I Learned To Accept Myself.

I am no longer 21, I am no longer a size 6, I can no longer long to go to the past and think about what I could have or should have done. All the decision that I made in the past are in the past and I have to live with them. I cannot let my past define my future (click my blog here on that)  I learned that I cannot go back, I have to live in the present and be the person that my past has made me to be.  I can either learn from all the mistakes that I have made or I can live in the past and wish that I have never made them.  No matter if I like it or not, everything that I have done, every decision that I have made; has shaped me into the person that I am today.  And I have learned to accept that although I am not perfect I am a pretty awesome person.  (Click here to read my blog on accepting yourself).

As I go through my 30’s I am sure that there is plenty of life lessons to be learned and more challenges I will have to face. If anything that my 20’s have taught me is that I have to live life, go through the process, and not be in a rush to get older.  I will be 40 before I know it and I want to look back on my 30’s and say that I lived every moment to the fullest. Check out my video below for more lessons.

 

5 Life Lessons Learned In My 20's. A Reflection of a 30 Year Old Something Female

About Sophia Reed (318 Articles)
I am a single mother of one, Christian, and Lover of Life. I have a Master's degree in marriage and family therapy, I am a National Certified Counselor, and I am currently a PhD candidate in Human Behavior. I love motivating others and encouraging all women to be beautiful from the inside and out.
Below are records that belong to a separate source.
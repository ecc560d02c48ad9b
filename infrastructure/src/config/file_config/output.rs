//! Output configuration from TOML (`[output]` section)

use friendtype_domain::OutputFormat;
use serde::{Deserialize, Serialize};

/// Raw output configuration from TOML
#[derive(Debug, Clone, Serialize, Deserialize)]
#[serde(default)]
pub struct FileOutputConfig {
    /// Result format (uses domain type)
    pub format: Option<OutputFormat>,
    /// Enable colored terminal output
    pub color: bool,
}

impl Default for FileOutputConfig {
    fn default() -> Self {
        Self {
            format: None,
            color: true,
        }
    }
}

#[cfg(test)]
mod tests {
    use super::*;

    #[test]
    fn test_output_format_deserialize() {
        let toml_str = r#"
[output]
format = "share"
color = false
"#;
        let config: super::super::FileConfig = toml::from_str(toml_str).unwrap();
        assert_eq!(config.output.format, Some(OutputFormat::Share));
        assert!(!config.output.color);
    }
}
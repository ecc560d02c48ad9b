//! Answer value objects

use serde::{Deserialize, Serialize};

/// The literal text of the option a user selected
#[derive(Debug, Clone, PartialEq, Eq, Hash, Serialize, Deserialize)]
#[serde(transparent)]
pub struct Answer(String);

impl Answer {
    pub fn new(text: impl Into<String>) -> Self {
        Self(text.into())
    }

    pub fn as_str(&self) -> &str {
        &self.0
    }
}

impl From<&str> for Answer {
    fn from(s: &str) -> Self {
        Answer::new(s)
    }
}

impl From<String> for Answer {
    fn from(s: String) -> Self {
        Answer(s)
    }
}

impl std::fmt::Display for Answer {
    fn fmt(&self, f: &mut std::fmt::Formatter<'_>) -> std::fmt::Result {
        write!(f, "{}", self.0)
    }
}

/// Ordered answers, one per question, in question order
///
/// Append-only: an answer is never changed once recorded.
#[derive(Debug, Clone, Default, PartialEq, Eq, Serialize, Deserialize)]
#[serde(transparent)]
pub struct AnswerSequence {
    answers: Vec<Answer>,
}

impl AnswerSequence {
    pub fn new() -> Self {
        Self::default()
    }

    /// Append the answer for the next unanswered question
    pub fn push(&mut self, answer: impl Into<Answer>) {
        self.answers.push(answer.into());
    }

    pub fn len(&self) -> usize {
        self.answers.len()
    }

    pub fn is_empty(&self) -> bool {
        self.answers.is_empty()
    }

    pub fn get(&self, index: usize) -> Option<&Answer> {
        self.answers.get(index)
    }

    pub fn iter(&self) -> impl Iterator<Item = &Answer> {
        self.answers.iter()
    }
}

impl<A: Into<Answer>> FromIterator<A> for AnswerSequence {
    fn from_iter<T: IntoIterator<Item = A>>(iter: T) -> Self {
        Self {
            answers: iter.into_iter().map(Into::into).collect(),
        }
    }
}
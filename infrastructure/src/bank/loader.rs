//! Question bank file loader
//!
//! Reads a TOML file of questions and (optionally) a description table:
//!
//! ```toml
//! [[questions]]
//! prompt = "Does your friend enjoy parties?"
//! options = ["Yes, always", "Not really"]
//! axis = "E/I"
//!
//! [descriptions]
//! ISTJ = "The inspector"
//! # ... all 16 codes
//! ```
//!
//! Without a `[descriptions]` table the built-in one is used.

use friendtype_domain::{DomainError, Question, QuestionBank, ResultDescriptions, TypeCode};
use serde::Deserialize;
use std::collections::BTreeMap;
use std::path::{Path, PathBuf};
use thiserror::Error;
use tracing::{info, warn};

/// Errors raised while loading a question bank file
#[derive(Debug, Error)]
pub enum BankLoadError {
    #[error("Could not read question bank {path}: {source}")]
    Io {
        path: PathBuf,
        #[source]
        source: std::io::Error,
    },

    #[error("Invalid question bank {path}: {source}")]
    Parse {
        path: PathBuf,
        #[source]
        source: toml::de::Error,
    },

    #[error(transparent)]
    Domain(#[from] DomainError),

    #[error("Description table has an invalid type code key: {0}")]
    UnknownTypeKey(String),

    #[error("Description table is missing type codes: {}", .0.join(", "))]
    IncompleteDescriptions(Vec<String>),
}

#[derive(Debug, Deserialize)]
struct BankFile {
    questions: Vec<Question>,
    #[serde(default)]
    descriptions: Option<BTreeMap<String, String>>,
}

/// Question data ready to hand to the application layer
#[derive(Debug, Clone)]
pub struct LoadedBank {
    pub bank: QuestionBank,
    pub descriptions: ResultDescriptions,
}

/// Loader for question bank files
pub struct QuestionBankLoader;

impl QuestionBankLoader {
    /// Read and validate a bank file
    pub fn load(path: &Path) -> Result<LoadedBank, BankLoadError> {
        let text = std::fs::read_to_string(path).map_err(|source| BankLoadError::Io {
            path: path.to_path_buf(),
            source,
        })?;
        let loaded = Self::parse(&text).map_err(|e| match e {
            BankLoadError::Parse { source, .. } => BankLoadError::Parse {
                path: path.to_path_buf(),
                source,
            },
            other => other,
        })?;
        info!(
            "Loaded {} questions from {}",
            loaded.bank.count(),
            path.display()
        );
        Ok(loaded)
    }

    /// Parse bank file contents
    pub fn parse(text: &str) -> Result<LoadedBank, BankLoadError> {
        let file: BankFile = toml::from_str(text).map_err(|source| BankLoadError::Parse {
            path: PathBuf::new(),
            source,
        })?;

        let bank = QuestionBank::new(file.questions)?;
        let descriptions = match file.descriptions {
            Some(entries) => Self::descriptions_from(entries)?,
            None => ResultDescriptions::reference(),
        };

        for axis in bank.uncovered_axes() {
            warn!("No question measures {}; it always resolves by tie-break", axis);
        }
        for axis in bank.tie_prone_axes() {
            info!("Axis {} has an even number of questions; ties are possible", axis);
        }

        Ok(LoadedBank { bank, descriptions })
    }

    fn descriptions_from(
        entries: BTreeMap<String, String>,
    ) -> Result<ResultDescriptions, BankLoadError> {
        let entries = entries
            .into_iter()
            .map(|(key, text)| {
                key.parse::<TypeCode>()
                    .map(|code| (code, text))
                    .map_err(|_| BankLoadError::UnknownTypeKey(key))
            })
            .collect::<Result<Vec<_>, _>>()?;

        let table = ResultDescriptions::from_entries(entries);
        let missing = table.missing_codes();
        if !missing.is_empty() {
            return Err(BankLoadError::IncompleteDescriptions(
                missing.iter().map(ToString::to_string).collect(),
            ));
        }
        Ok(table)
    }
}
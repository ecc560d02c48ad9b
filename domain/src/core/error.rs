//! Domain error types

use thiserror::Error;

/// Domain-level errors
#[derive(Error, Debug, Clone, PartialEq, Eq)]
pub enum DomainError {
    #[error("Question index {index} is out of range (bank has {count} questions)")]
    OutOfRange { index: usize, count: usize },

    #[error("Invalid input: {0}")]
    InvalidInput(String),

    #[error("No description configured for type code {0}")]
    UnknownType(String),
}

impl DomainError {
    /// Build an `InvalidInput` error from anything displayable
    pub fn invalid(message: impl Into<String>) -> Self {
        DomainError::InvalidInput(message.into())
    }

    /// Check if this error was caused by a caller passing bad data
    pub fn is_invalid_input(&self) -> bool {
        matches!(self, DomainError::InvalidInput(_))
    }
}
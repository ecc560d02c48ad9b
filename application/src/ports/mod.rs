//! Port definitions (interfaces for external adapters)
//!
//! Ports define the contracts that presentation adapters must implement.

pub mod answer_source;
pub mod progress;
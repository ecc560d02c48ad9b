//! Question bank file loading
//!
//! Lets a quiz run on a custom question set instead of the built-in one.

mod loader;

pub use loader::{BankLoadError, LoadedBank, QuestionBankLoader};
To get in contact with me, you can email me at sophiareed@sophie-sticatedmom.com

18 Comments on 5 Life Lessons Learned In My 20’s. A Reflection of a 30 Year Old Something Female

  1. If we only knew new what we didn’t know then. 20’s is over rated.

  2. Love this! <3

  3. You couldn’t have said it better. I so regret giving men who didn’t deserve my time so much of it in my 20’s.

  4. Great post. I think we learn so much about ourselves in our 20’s.

    – Elise | http://www.prettyandfun.com

  5. Great lessons. I am still struggling to learn the ‘hold your tongue’ lesson 😀

  6. I loved my 20s, they were full of adventure and carefree moments. But 30s have their different adventures, and I found that my relationships with others were more authentic and more closely connected. Enjoy!

  7. Amazing post! I loved this. It’s so true and you made it funny

  8. Great post to be honest I think the whole giving time thing applies to everyone not just people you are dating. Life is too short to spend tie with people who don’t appreciate you or who bring you down.

  9. Amazing post! These are so true. At 25 i’m still trying to accept myself but I’m much better than I was 3 years ago.

  10. All of the lessons you learned are valuable ones. The trick is to keep living with them as time goes on… Getting older is NOT a bad thing. We figure out more and more as we go along. 🙂

  11. agentbeautylife // June 7, 2016 at 11:32 pm // Reply

    I would have dated MORE! At the verge of 30, there is so much to reflect on. This is a great reflection.

  12. I’m turning 30 in 2 months and I can really relate to almost everything esp. staying away from other people’s drama. Ha! Great post dear 🙂

    ♥ from http://www.expatpetite.blogspot.com

  13. I think that knowing yourself and being true to yourself and who you are is one of the most important lessons that we can learn as adults.

  14. Great post! I have 2 more years in my 20s to learn from!

  15. This is such an insightful and thought-provoking post, Loved reading your lessons! I learnt to Learned To Hold My Tongue in my 30’s

  16. reinventingjess // June 8, 2016 at 6:03 pm // Reply

    Funny – I stopped holding my tongue as much once I hit my 30’s – I think it’s a byproduct of having less tolerance for stupid bulls*** and less reason to not say something. I’m loving my ’30’s – the 20’s were tough!

  17. So empowering thank you! Also can you provide me with details on your hair in video?

  18. Angie@chasingmyhalo // June 9, 2016 at 5:18 am // Reply

    So.much.yes!! They all ring true but if I could go back and tell my 20 year old self it would def be #1!!